L'énergie de Will Oldham en concert a été évoquée plus haut. Venons-en désormais à Smog, autre représentant d'une mouvance folk rock, qui allie arpèges (souvent) mineurs et poésie.
J'ai fait le déplacement en 2000 pour assister au concert de Smog, dans la jolie salle du Café de la Danse à Paris. Bonne acoustique, chaleur de la pierre et des lumières diffuses, émerveillement. Bill Callahan débarque avec sa guitare suivi de ses acolytes - notamment un des guitaristes de Tortoise.

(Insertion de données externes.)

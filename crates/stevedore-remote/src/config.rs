//! Registry endpoint configuration.

use crate::{RemoteError, PROTOCOL_VERSION};
use serde::{Deserialize, Serialize};
use std::io::Write;
use std::path::{Path, PathBuf};
use tempfile::NamedTempFile;

/// Where and how a registry is reached.
///
/// Persisted at `~/.config/stevedore/registry.json` and overridable per
/// invocation through [`RegistryConfig::resolve`]. The `namespace` is the
/// path segment bundles are published under, so one registry can host
/// several independent bundle collections.
#[derive(Debug, Clone, Serialize, Deserialize)]
pub struct RegistryConfig {
    /// Base URL; a bare host is reached over https.
    pub url: String,
    #[serde(default = "default_namespace")]
    pub namespace: String,
    #[serde(default)]
    pub auth_token: Option<String>,
    /// Protocol the file was written for. Files from a newer engine are
    /// rejected on load instead of being half-understood.
    #[serde(default = "current_protocol")]
    pub protocol: u32,
}

fn default_namespace() -> String {
    "bundles".to_owned()
}

fn current_protocol() -> u32 {
    PROTOCOL_VERSION
}

impl RegistryConfig {
    pub fn new(url: &str) -> Self {
        let url = url.trim_end_matches('/');
        let url = if url.contains("://") {
            url.to_owned()
        } else {
            format!("https://{url}")
        };
        Self {
            url,
            namespace: default_namespace(),
            auth_token: None,
            protocol: PROTOCOL_VERSION,
        }
    }

    #[must_use]
    pub fn with_token(mut self, token: &str) -> Self {
        self.auth_token = Some(token.to_owned());
        self
    }

    #[must_use]
    pub fn with_namespace(mut self, namespace: &str) -> Self {
        self.namespace = namespace.trim_matches('/').to_owned();
        self
    }

    /// Effective config for one invocation: an explicit URL replaces the
    /// config file entirely, an explicit token overrides the file's token.
    pub fn resolve(url: Option<&str>, token: Option<&str>) -> Result<Self, RemoteError> {
        let mut config = match url {
            Some(url) => Self::new(url),
            None => Self::load_default()?,
        };
        if let Some(token) = token {
            config.auth_token = Some(token.to_owned());
        }
        Ok(config)
    }

    /// Load config from `~/.config/stevedore/registry.json`.
    pub fn load_default() -> Result<Self, RemoteError> {
        let path = default_config_path()?;
        if !path.exists() {
            return Err(RemoteError::Config(format!(
                "no registry configured; pass a registry URL or create {}",
                path.display()
            )));
        }
        Self::load(&path)
    }

    pub fn load(path: &Path) -> Result<Self, RemoteError> {
        let content = std::fs::read_to_string(path)?;
        let config: Self = serde_json::from_str(&content)
            .map_err(|e| RemoteError::Config(format!("invalid registry config: {e}")))?;
        if config.protocol > PROTOCOL_VERSION {
            return Err(RemoteError::Config(format!(
                "registry config {} requires protocol {} (this engine speaks {PROTOCOL_VERSION})",
                path.display(),
                config.protocol
            )));
        }
        Ok(config)
    }

    /// Write the config atomically; a crash mid-save never leaves a
    /// truncated file behind.
    pub fn save(&self, path: &Path) -> Result<(), RemoteError> {
        let parent = path.parent().unwrap_or_else(|| Path::new("."));
        std::fs::create_dir_all(parent)?;
        let content = serde_json::to_string_pretty(self)
            .map_err(|e| RemoteError::Serialization(e.to_string()))?;
        let mut tmp = NamedTempFile::new_in(parent)?;
        tmp.write_all(content.as_bytes())?;
        tmp.persist(path).map_err(|e| RemoteError::Io(e.error))?;
        Ok(())
    }
}

fn default_config_path() -> Result<PathBuf, RemoteError> {
    let home = std::env::var("HOME").map_err(|_| RemoteError::Config("HOME not set".to_owned()))?;
    Ok(PathBuf::from(home).join(".config/stevedore/registry.json"))
}

#[cfg(test)]
mod tests {
    use super::*;

    #[test]
    fn save_and_load_roundtrip() {
        let dir = tempfile::tempdir().unwrap();
        let path = dir.path().join("registry.json");

        let config = RegistryConfig::new("https://registry.example.com/v1")
            .with_token("secret123")
            .with_namespace("team-bundles");
        config.save(&path).unwrap();

        let loaded = RegistryConfig::load(&path).unwrap();
        assert_eq!(loaded.url, "https://registry.example.com/v1");
        assert_eq!(loaded.namespace, "team-bundles");
        assert_eq!(loaded.auth_token.as_deref(), Some("secret123"));
        assert_eq!(loaded.protocol, PROTOCOL_VERSION);
    }

    #[test]
    fn save_replaces_existing_file() {
        let dir = tempfile::tempdir().unwrap();
        let path = dir.path().join("registry.json");
        RegistryConfig::new("https://old.example.com").save(&path).unwrap();
        RegistryConfig::new("https://new.example.com").save(&path).unwrap();
        assert_eq!(RegistryConfig::load(&path).unwrap().url, "https://new.example.com");
    }

    #[test]
    fn bare_host_defaults_to_https_and_trailing_slash_is_stripped() {
        assert_eq!(RegistryConfig::new("reg.example.com").url, "https://reg.example.com");
        assert_eq!(RegistryConfig::new("http://example.com/").url, "http://example.com");
    }

    #[test]
    fn missing_fields_get_defaults() {
        let dir = tempfile::tempdir().unwrap();
        let path = dir.path().join("registry.json");
        std::fs::write(&path, r#"{"url": "https://example.com"}"#).unwrap();

        let loaded = RegistryConfig::load(&path).unwrap();
        assert_eq!(loaded.namespace, "bundles");
        assert!(loaded.auth_token.is_none());
        assert_eq!(loaded.protocol, PROTOCOL_VERSION);
    }

    #[test]
    fn newer_protocol_is_rejected() {
        let dir = tempfile::tempdir().unwrap();
        let path = dir.path().join("registry.json");
        std::fs::write(
            &path,
            format!(r#"{{"url": "https://example.com", "protocol": {}}}"#, PROTOCOL_VERSION + 1),
        )
        .unwrap();

        let err = RegistryConfig::load(&path).unwrap_err();
        assert!(err.to_string().contains("protocol"));
    }

    #[test]
    fn resolve_prefers_explicit_url_and_token() {
        let config = RegistryConfig::resolve(Some("reg.example.com"), Some("cli-token")).unwrap();
        assert_eq!(config.url, "https://reg.example.com");
        assert_eq!(config.auth_token.as_deref(), Some("cli-token"));
    }
}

Celui-ci produit les riffs précis, presque métaliques, de Strayed, chanson qui ouvre leur prestation. 2000 avait en effet vu la sortie de Dongs of Sevotion - notez la contrepèterie quasi dada, car dongs est un équivalent argotique de dick...
Fermons la parenthèse.
Les chansons s'enchaînent : précision et langueur des guitares frôlées, taquinées, chavirées, la voix grave de Bill Callahan en plus. Smog a su aussi dévoiler un côté plus rock, lorsque guitares et batterie s'emballent. Un son rond et puissant, garanti par l'acoustique particulière du Café de la Danse.
Je garde le souvenir d'une atmosphère de ferveur et d'énergie contenue. Bill Callahan nous donne à lire les variations du sismographe de son coeur : de l'émotion en demi teinte jusqu'au débordement pathologique.